Since Fox’s House ended its run three years ago, ABC veteran Grey’s Anatomy has had the broadcast-TV medical drama field all to itself, with no serious challengers. That may change next season when four new medical dramas, NBC’s Chicago Med and Heartbreaker, CBS’ Code Black and, to some extent, Fox’s Rosewood join the fray.
NBC has been the most aggressive in the arena, picking up both of its medical pilots — the Chicago Fire spinoff Chicago Med and Heartbreaker — as well as renewing The Night Shift for a third season. While Chicago Med is expected to be a Dick Wolf-style procedural, Heartbreaker, like Grey’s, is a soapy drama featuring sexy young surgeons. CBS, which also commissioned two medical drama pilots, Code Black and LFE, has ER-set Code Black starring Marcia Gay Harden, while Fox’s Rosewood is using a crime procedural framework for the lead character, a private pathologist played by Morris Chestnut.
We’ve never had so many superheroes populating broadcast television. After the last couple of seasons successfully introduced DC’s Arrow, The Flash and Batman (via Gotham) as well as Marvel’s Agents Of S.H.I.E.L.D., we have big new additions, DC’s Supergirl at CBS and superhero team-up Legends Of Tomorrow at the CW, both from Arrow and The Flash‘s Greg Berlanti, as well as DC/Vertigo’c Lucifer at Fox. Add to that Marvel’s Agent Carter, which will return for a second season, Marvel’s superhero series package for Netflix, which kicked off with Daredevil, and DC’s Titans TNT pilot, and we get a very crowded superhero TV universe.
The movie remake frenzy during pitching carried over to pilot season with five pilots based on features, three of which, Fox’s Minority Report, CBS’ Rush Hour and Limitless and ABC’s Uncle Buck, went to series. (Additionally, Code Black was based on a feature documentary.)

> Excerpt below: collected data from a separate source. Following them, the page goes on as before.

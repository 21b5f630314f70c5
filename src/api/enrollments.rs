// SPDX-License-Identifier: AGPL-3.0-or-later
//
// Copyright (C) 2026 Relational Network

//! Enrollment and lesson progress endpoints.
//!
//! All operations require authentication. Enrollments are private to their
//! owner; another user's enrollment answers 404.

use axum::{
    extract::{Path, State},
    http::StatusCode,
    Json,
};

use super::extract::ApiJson;
use crate::{
    auth::Auth,
    enrollment::EnrollmentEngine,
    error::ApiError,
    models::{
        EnrollRequest, EnrollmentDetail, EnrollmentList, EnrollmentProgress, UpdateProgressRequest,
    },
    state::AppState,
};

#[utoipa::path(
    post,
    path = "/api/v1/enrollments",
    tag = "Enrollments",
    security(("bearer_auth" = [])),
    request_body = EnrollRequest,
    responses(
        (status = 201, description = "Enrolled", body = EnrollmentDetail),
        (status = 400, description = "Course ID missing"),
        (status = 404, description = "Course not found"),
        (status = 409, description = "Already enrolled")
    )
)]
pub async fn enroll(
    Auth(user): Auth,
    State(state): State<AppState>,
    ApiJson(request): ApiJson<EnrollRequest>,
) -> Result<(StatusCode, Json<EnrollmentDetail>), ApiError> {
    let enrollment = EnrollmentEngine::new(&state.db).enroll(user.user_id, request.course_id)?;
    Ok((StatusCode::CREATED, Json(enrollment)))
}

/// The caller's own enrollments, most recent first.
#[utoipa::path(
    get,
    path = "/api/v1/enrollments/history",
    tag = "Enrollments",
    security(("bearer_auth" = [])),
    responses((status = 200, description = "Caller's enrollments", body = EnrollmentList))
)]
pub async fn enrollment_history(
    Auth(user): Auth,
    State(state): State<AppState>,
) -> Result<Json<EnrollmentList>, ApiError> {
    Ok(Json(EnrollmentEngine::new(&state.db).history(user.user_id)?))
}

#[utoipa::path(
    get,
    path = "/api/v1/enrollments/{enrollment_id}",
    tag = "Enrollments",
    security(("bearer_auth" = [])),
    params(("enrollment_id" = u64, Path, description = "Enrollment identifier")),
    responses(
        (status = 200, description = "Enrollment with progress metrics", body = EnrollmentProgress),
        (status = 404, description = "Enrollment not found")
    )
)]
pub async fn get_enrollment(
    Auth(user): Auth,
    Path(enrollment_id): Path<u64>,
    State(state): State<AppState>,
) -> Result<Json<EnrollmentProgress>, ApiError> {
    Ok(Json(
        EnrollmentEngine::new(&state.db).get_enrollment(user.user_id, enrollment_id)?,
    ))
}

/// Mark a lesson completed (or not) for one of the caller's enrollments.
#[utoipa::path(
    put,
    path = "/api/v1/enrollments/{enrollment_id}/progress",
    tag = "Enrollments",
    security(("bearer_auth" = [])),
    params(("enrollment_id" = u64, Path, description = "Enrollment identifier")),
    request_body = UpdateProgressRequest,
    responses(
        (status = 200, description = "Updated progress", body = EnrollmentProgress),
        (status = 400, description = "Lesson ID missing"),
        (status = 404, description = "Enrollment or lesson not found"),
        (status = 409, description = "Stale expected_version")
    )
)]
pub async fn update_progress(
    Auth(user): Auth,
    Path(enrollment_id): Path<u64>,
    State(state): State<AppState>,
    ApiJson(request): ApiJson<UpdateProgressRequest>,
) -> Result<Json<EnrollmentProgress>, ApiError> {
    let updated = EnrollmentEngine::new(&state.db).update_progress(
        user.user_id,
        enrollment_id,
        request.lesson_id,
        request.completed,
        request.expected_version,
    )?;
    Ok(Json(updated))
}

/// Enrollments of a user. Students see only their own; admins see anyone's.
#[utoipa::path(
    get,
    path = "/api/v1/users/{user_id}/enrollments",
    tag = "Enrollments",
    security(("bearer_auth" = [])),
    params(("user_id" = u64, Path, description = "User whose enrollments to list")),
    responses(
        (status = 200, description = "User's enrollments", body = EnrollmentList),
        (status = 403, description = "Not your enrollments")
    )
)]
pub async fn list_user_enrollments(
    Auth(user): Auth,
    Path(user_id): Path<u64>,
    State(state): State<AppState>,
) -> Result<Json<EnrollmentList>, ApiError> {
    Ok(Json(
        EnrollmentEngine::new(&state.db).list_enrollments(&user, user_id)?,
    ))
}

There have been successful movie-to-series adaptations (M.A.S.H., Buffy The Vampire Slayer, Friday Night Lights) and not so successful, (The Firm, Crash, About A Boy), but there has never been a season with so many series based on features of this caliber and popularity.

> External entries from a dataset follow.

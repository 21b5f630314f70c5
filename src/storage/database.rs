// SPDX-License-Identifier: AGPL-3.0-or-later
//
// Copyright (C) 2026 Relational Network

//! Embedded course database backed by redb (pure Rust, ACID).
//!
//! ## Table Layout
//!
//! - `users`, `courses`, `lessons`, `enrollments`, `reviews`: id → JSON record
//! - `user_emails`: lowercase email → user id (unique)
//! - `enrollment_keys`: (user_id, course_id) → enrollment id (unique)
//! - `review_keys`: (user_id, course_id) → review id (unique)
//! - `course_lessons`, `course_enrollments`, `course_reviews`:
//!   (course_id, child_id) → child id
//! - `sequences`: sequence name → last issued id
//!
//! redb admits a single write transaction at a time. Every check-then-insert
//! on a unique index happens inside one write transaction, which makes the
//! uniqueness guarantees hold under concurrent requests.

use std::path::Path;

use redb::{
    backends::InMemoryBackend, Builder, Database, ReadTransaction, ReadableDatabase,
    ReadableTable, TableDefinition, WriteTransaction,
};
use serde::{de::DeserializeOwned, Serialize};

// =============================================================================
// Table Definitions
// =============================================================================

/// Primary table: id → serialized record (JSON bytes).
pub type RecordTable = TableDefinition<'static, u64, &'static [u8]>;

/// Composite index: (parent_id, child_id) → id.
pub type IndexTable = TableDefinition<'static, (u64, u64), u64>;

pub const USERS: RecordTable = TableDefinition::new("users");
pub const COURSES: RecordTable = TableDefinition::new("courses");
pub const LESSONS: RecordTable = TableDefinition::new("lessons");
pub const ENROLLMENTS: RecordTable = TableDefinition::new("enrollments");
pub const REVIEWS: RecordTable = TableDefinition::new("reviews");

/// Unique: (user_id, course_id) → enrollment id.
pub const ENROLLMENT_KEYS: IndexTable = TableDefinition::new("enrollment_keys");
/// Unique: (user_id, course_id) → review id.
pub const REVIEW_KEYS: IndexTable = TableDefinition::new("review_keys");

pub const COURSE_LESSONS: IndexTable = TableDefinition::new("course_lessons");
pub const COURSE_ENROLLMENTS: IndexTable = TableDefinition::new("course_enrollments");
pub const COURSE_REVIEWS: IndexTable = TableDefinition::new("course_reviews");

/// Unique: lowercase email → user id.
const USER_EMAILS: TableDefinition<&str, u64> = TableDefinition::new("user_emails");

/// Monotonic id sequences, one per record table.
const SEQUENCES: TableDefinition<&str, u64> = TableDefinition::new("sequences");

// =============================================================================
// Error Type
// =============================================================================

#[derive(Debug, thiserror::Error)]
pub enum StoreError {
    #[error("redb error: {0}")]
    Redb(#[from] redb::Error),

    #[error("redb database error: {0}")]
    RedbDatabase(#[from] redb::DatabaseError),

    #[error("redb transaction error: {0}")]
    RedbTransaction(#[from] redb::TransactionError),

    #[error("redb table error: {0}")]
    RedbTable(#[from] redb::TableError),

    #[error("redb storage error: {0}")]
    RedbStorage(#[from] redb::StorageError),

    #[error("redb commit error: {0}")]
    RedbCommit(#[from] redb::CommitError),

    #[error("serialization error: {0}")]
    Serde(#[from] serde_json::Error),

    #[error("I/O error: {0}")]
    Io(#[from] std::io::Error),

    #[error("sequence {0} exhausted")]
    SequenceExhausted(&'static str),
}

pub type StoreResult<T> = Result<T, StoreError>;

// =============================================================================
// CourseDatabase
// =============================================================================

/// Process-wide handle to the record store.
///
/// Opened once at startup and shared through `AppState`.
pub struct CourseDatabase {
    db: Database,
}

impl CourseDatabase {
    /// Open (or create) the database at the given path.
    pub fn open(path: &Path) -> StoreResult<Self> {
        if let Some(parent) = path.parent() {
            std::fs::create_dir_all(parent)?;
        }
        let db = Database::create(path)?;
        Self::with_tables(db)
    }

    /// Create a database that lives only in memory (tests, ephemeral runs).
    pub fn in_memory() -> StoreResult<Self> {
        let db = Builder::new().create_with_backend(InMemoryBackend::new())?;
        Self::with_tables(db)
    }

    /// Pre-create all tables so later read transactions don't fail.
    fn with_tables(db: Database) -> StoreResult<Self> {
        let write_txn = db.begin_write()?;
        {
            for table in [USERS, COURSES, LESSONS, ENROLLMENTS, REVIEWS] {
                write_txn.open_table(table)?;
            }
            for index in [
                ENROLLMENT_KEYS,
                REVIEW_KEYS,
                COURSE_LESSONS,
                COURSE_ENROLLMENTS,
                COURSE_REVIEWS,
            ] {
                write_txn.open_table(index)?;
            }
            write_txn.open_table(USER_EMAILS)?;
            write_txn.open_table(SEQUENCES)?;
        }
        write_txn.commit()?;

        Ok(Self { db })
    }

    /// Run `f` against a consistent snapshot.
    pub fn read<T, E>(&self, f: impl FnOnce(&ReadTransaction) -> Result<T, E>) -> Result<T, E>
    where
        E: From<StoreError>,
    {
        let read_txn = self.db.begin_read().map_err(StoreError::from)?;
        f(&read_txn)
    }

    /// Run `f` inside a write transaction.
    ///
    /// The transaction commits when `f` returns `Ok` and is aborted when it
    /// returns `Err`, so a failed validation never leaves partial writes.
    pub fn write<T, E>(&self, f: impl FnOnce(&WriteTransaction) -> Result<T, E>) -> Result<T, E>
    where
        E: From<StoreError>,
    {
        let write_txn = self.db.begin_write().map_err(StoreError::from)?;
        let value = f(&write_txn)?;
        write_txn.commit().map_err(StoreError::from)?;
        Ok(value)
    }

    /// Cheap liveness probe used by the readiness endpoint.
    pub fn ping(&self) -> StoreResult<()> {
        let read_txn = self.db.begin_read()?;
        read_txn.open_table(SEQUENCES)?;
        Ok(())
    }
}

// =============================================================================
// Transaction Scopes
// =============================================================================

/// Read access shared by read and write transactions.
pub trait ReadScope {
    /// Load and deserialize one record.
    fn load<T: DeserializeOwned>(&self, table: RecordTable, id: u64) -> StoreResult<Option<T>>;

    /// Load every record of a table in id order.
    fn load_all<T: DeserializeOwned>(&self, table: RecordTable) -> StoreResult<Vec<T>>;

    /// Point lookup on a composite index.
    fn lookup(&self, index: IndexTable, key: (u64, u64)) -> StoreResult<Option<u64>>;

    /// All values stored under `parent` in a composite index.
    fn children(&self, index: IndexTable, parent: u64) -> StoreResult<Vec<u64>>;

    /// Number of entries stored under `parent` in a composite index.
    fn count_children(&self, index: IndexTable, parent: u64) -> StoreResult<u64> {
        Ok(self.children(index, parent)?.len() as u64)
    }

    /// Resolve a user id by (case-insensitive) email.
    fn user_id_by_email(&self, email: &str) -> StoreResult<Option<u64>>;
}

macro_rules! impl_read_scope {
    ($txn:ty) => {
        impl ReadScope for $txn {
            fn load<T: DeserializeOwned>(
                &self,
                table: RecordTable,
                id: u64,
            ) -> StoreResult<Option<T>> {
                let table = self.open_table(table)?;
                let record = match table.get(id)? {
                    Some(bytes) => Some(serde_json::from_slice(bytes.value())?),
                    None => None,
                };
                Ok(record)
            }

            fn load_all<T: DeserializeOwned>(&self, table: RecordTable) -> StoreResult<Vec<T>> {
                let table = self.open_table(table)?;
                let mut records = Vec::new();
                for entry in table.iter()? {
                    let (_, bytes) = entry?;
                    records.push(serde_json::from_slice(bytes.value())?);
                }
                Ok(records)
            }

            fn lookup(&self, index: IndexTable, key: (u64, u64)) -> StoreResult<Option<u64>> {
                let table = self.open_table(index)?;
                let value = table.get(key)?.map(|guard| guard.value());
                Ok(value)
            }

            fn children(&self, index: IndexTable, parent: u64) -> StoreResult<Vec<u64>> {
                let table = self.open_table(index)?;
                let mut values = Vec::new();
                for entry in table.range((parent, 0u64)..=(parent, u64::MAX))? {
                    let (_, value) = entry?;
                    values.push(value.value());
                }
                Ok(values)
            }

            fn user_id_by_email(&self, email: &str) -> StoreResult<Option<u64>> {
                let email = email.trim().to_lowercase();
                let table = self.open_table(USER_EMAILS)?;
                let value = table.get(email.as_str())?.map(|guard| guard.value());
                Ok(value)
            }
        }
    };
}

impl_read_scope!(ReadTransaction);
impl_read_scope!(WriteTransaction);

/// Mutations available inside a write transaction.
pub trait WriteScope: ReadScope {
    /// Serialize and insert (or overwrite) one record.
    fn store<T: Serialize>(&self, table: RecordTable, id: u64, record: &T) -> StoreResult<()>;

    /// Remove one record; returns whether it existed.
    fn erase(&self, table: RecordTable, id: u64) -> StoreResult<bool>;

    /// Insert a composite index entry.
    fn link(&self, index: IndexTable, key: (u64, u64), value: u64) -> StoreResult<()>;

    /// Remove a composite index entry.
    fn unlink(&self, index: IndexTable, key: (u64, u64)) -> StoreResult<()>;

    /// Issue the next id of a sequence (starting at 1).
    fn next_id(&self, sequence: &'static str) -> StoreResult<u64>;

    /// Claim an email for a user id. Returns `false` if already taken.
    fn claim_email(&self, email: &str, user_id: u64) -> StoreResult<bool>;
}

impl WriteScope for WriteTransaction {
    fn store<T: Serialize>(&self, table: RecordTable, id: u64, record: &T) -> StoreResult<()> {
        let json = serde_json::to_vec(record)?;
        let mut table = self.open_table(table)?;
        table.insert(id, json.as_slice())?;
        Ok(())
    }

    fn erase(&self, table: RecordTable, id: u64) -> StoreResult<bool> {
        let mut table = self.open_table(table)?;
        let existed = table.remove(id)?.is_some();
        Ok(existed)
    }

    fn link(&self, index: IndexTable, key: (u64, u64), value: u64) -> StoreResult<()> {
        let mut table = self.open_table(index)?;
        table.insert(key, value)?;
        Ok(())
    }

    fn unlink(&self, index: IndexTable, key: (u64, u64)) -> StoreResult<()> {
        let mut table = self.open_table(index)?;
        table.remove(key)?;
        Ok(())
    }

    fn next_id(&self, sequence: &'static str) -> StoreResult<u64> {
        let mut table = self.open_table(SEQUENCES)?;
        let current = table.get(sequence)?.map(|guard| guard.value()).unwrap_or(0);
        let next = current
            .checked_add(1)
            .ok_or(StoreError::SequenceExhausted(sequence))?;
        table.insert(sequence, next)?;
        Ok(next)
    }

    fn claim_email(&self, email: &str, user_id: u64) -> StoreResult<bool> {
        let email = email.trim().to_lowercase();
        let mut table = self.open_table(USER_EMAILS)?;
        if table.get(email.as_str())?.is_some() {
            return Ok(false);
        }
        table.insert(email.as_str(), user_id)?;
        Ok(true)
    }
}

// =============================================================================
// Tests
// =============================================================================

#[cfg(test)]
mod tests {
    use super::*;
    use serde::Deserialize;

    #[derive(Debug, Serialize, Deserialize, PartialEq)]
    struct Sample {
        name: String,
    }

    fn temp_db() -> (CourseDatabase, tempfile::TempDir) {
        let dir = tempfile::tempdir().unwrap();
        let db = CourseDatabase::open(&dir.path().join("test.redb")).unwrap();
        (db, dir)
    }

    #[test]
    fn store_and_load_record() {
        let (db, _dir) = temp_db();
        db.write(|txn| {
            txn.store(COURSES, 7, &Sample { name: "rust".into() })
        })
        .unwrap();

        let loaded: Option<Sample> = db.read(|txn| txn.load(COURSES, 7)).unwrap();
        assert_eq!(loaded, Some(Sample { name: "rust".into() }));

        let missing: Option<Sample> = db.read(|txn| txn.load(COURSES, 8)).unwrap();
        assert!(missing.is_none());
    }

    #[test]
    fn failed_closure_aborts_transaction() {
        let db = CourseDatabase::in_memory().unwrap();
        let result: Result<(), StoreError> = db.write(|txn| {
            txn.store(COURSES, 1, &Sample { name: "ghost".into() })?;
            Err(StoreError::SequenceExhausted("test"))
        });
        assert!(result.is_err());

        let loaded: Option<Sample> = db.read(|txn| txn.load(COURSES, 1)).unwrap();
        assert!(loaded.is_none());
    }

    #[test]
    fn sequences_are_monotonic_and_independent() {
        let db = CourseDatabase::in_memory().unwrap();
        let ids = db
            .write(|txn| {
                Ok::<_, StoreError>((
                    txn.next_id("courses")?,
                    txn.next_id("courses")?,
                    txn.next_id("lessons")?,
                ))
            })
            .unwrap();
        assert_eq!(ids, (1, 2, 1));
    }

    #[test]
    fn children_are_scoped_to_parent() {
        let db = CourseDatabase::in_memory().unwrap();
        db.write(|txn| {
            txn.link(COURSE_LESSONS, (1, 10), 10)?;
            txn.link(COURSE_LESSONS, (1, 11), 11)?;
            txn.link(COURSE_LESSONS, (2, 12), 12)?;
            Ok::<_, StoreError>(())
        })
        .unwrap();

        let children = db.read(|txn| txn.children(COURSE_LESSONS, 1)).unwrap();
        assert_eq!(children, vec![10, 11]);
        let count = db.read(|txn| txn.count_children(COURSE_LESSONS, 2)).unwrap();
        assert_eq!(count, 1);

        db.write(|txn| txn.unlink(COURSE_LESSONS, (1, 10))).unwrap();
        let children = db.read(|txn| txn.children(COURSE_LESSONS, 1)).unwrap();
        assert_eq!(children, vec![11]);
    }

    #[test]
    fn email_claims_are_unique_and_case_insensitive() {
        let db = CourseDatabase::in_memory().unwrap();
        assert!(db.write(|txn| txn.claim_email("Ada@Example.com", 1)).unwrap());
        assert!(!db.write(|txn| txn.claim_email("ada@example.com", 2)).unwrap());
        assert_eq!(
            db.read(|txn| txn.user_id_by_email("ADA@example.com")).unwrap(),
            Some(1)
        );
    }

    #[test]
    fn ping_succeeds_on_fresh_database() {
        let (db, _dir) = temp_db();
        assert!(db.ping().is_ok());
    }
}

Add together the big movie titles, the well known superheroes and other famous characters featured in new dramas, like Frankenstein in Fox’s The Frankenstein Code, and we probably have the freshman broadcast drama class with the most built-in awareness, featuring the highest number of new series viewers would instantly recognize.
Thriller/mystery dramas, a genre that enjoyed success this season with shows like ABC’s How To Get Away With Murder and Secrets & Lies, are back, dominating ABC and NBC’s new slates. ABC has The Family, The Catch and Wicked City, a crime anthology with a season-long case in the vein of American Crime, Secrets & Lies and True Detective. Fox has sci-fi thriller Minority Report, while NBC has Blindspot, The Player and Game of Silence. (Shoutout to Turkey, whose formats landed their first two US pilot orders this season — Game Of Silence and Runner — and first series order.)

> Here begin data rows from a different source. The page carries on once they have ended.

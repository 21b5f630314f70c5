// SPDX-License-Identifier: AGPL-3.0-or-later
//
// Copyright (C) 2026 Relational Network

use axum::{extract::State, http::StatusCode, Json};
use serde::Serialize;
use utoipa::ToSchema;

use crate::state::AppState;

/// Readiness response with individual component status.
#[derive(Debug, Serialize, ToSchema)]
pub struct ReadyResponse {
    /// Overall status ("ok" or "degraded").
    pub status: String,
    pub checks: HealthChecks,
}

/// Individual readiness check results.
#[derive(Debug, Serialize, ToSchema)]
pub struct HealthChecks {
    /// Whether the service process is running.
    pub service: String,
    /// Whether the record store answers a read transaction.
    pub database: String,
}

/// Simple health check response for liveness probes.
#[derive(Debug, Serialize, ToSchema)]
pub struct HealthResponse {
    pub status: String,
}

/// Liveness probe handler.
///
/// Always returns 200 if the process is running.
/// Does not check dependencies - use readiness for that.
#[utoipa::path(
    get,
    path = "/health",
    tag = "Health",
    responses(
        (status = 200, description = "Service is alive", body = HealthResponse)
    )
)]
pub async fn liveness() -> Json<HealthResponse> {
    Json(HealthResponse {
        status: "ok".to_string(),
    })
}

/// Readiness probe handler.
///
/// Returns 200 only if the record store is reachable.
#[utoipa::path(
    get,
    path = "/health/ready",
    tag = "Health",
    responses(
        (status = 200, description = "Service is ready", body = ReadyResponse),
        (status = 503, description = "Service is not ready", body = ReadyResponse)
    )
)]
pub async fn readiness(State(state): State<AppState>) -> (StatusCode, Json<ReadyResponse>) {
    let database = match state.db.ping() {
        Ok(()) => "ok".to_string(),
        Err(e) => {
            tracing::warn!(error = %e, "Readiness check failed");
            "unavailable".to_string()
        }
    };
    let all_ok = database == "ok";

    let response = ReadyResponse {
        status: if all_ok { "ok" } else { "degraded" }.to_string(),
        checks: HealthChecks {
            service: "ok".to_string(),
            database,
        },
    };

    let status = if all_ok {
        StatusCode::OK
    } else {
        StatusCode::SERVICE_UNAVAILABLE
    };

    (status, Json(response))
}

Despite the critical success of Jane The Virgin, hourlong dramedies/lighter dramas were not in fashion this upfront season. ABC’s Mix, NBC’s The Curse Of The Fuentes Women and Love Is A Four Letter Word and the CW’s Cheerleader Death Squad all got a pass. (Though the CW surprised by picking up Showtime musical comedy pilot Crazy Ex-Girlfriend to make into an hourlong show.)
Meanwhile, only one big-scope soapy drama in the wake of the blockbuster success of Fox’s Empire, ABC’s untitled Pete/Fishburne (fka Boom). And, despite the shaky ratings performance of NBC’s AD: The Bible Continues, ABC is betting on the biblical saga Of Kings and Prophets.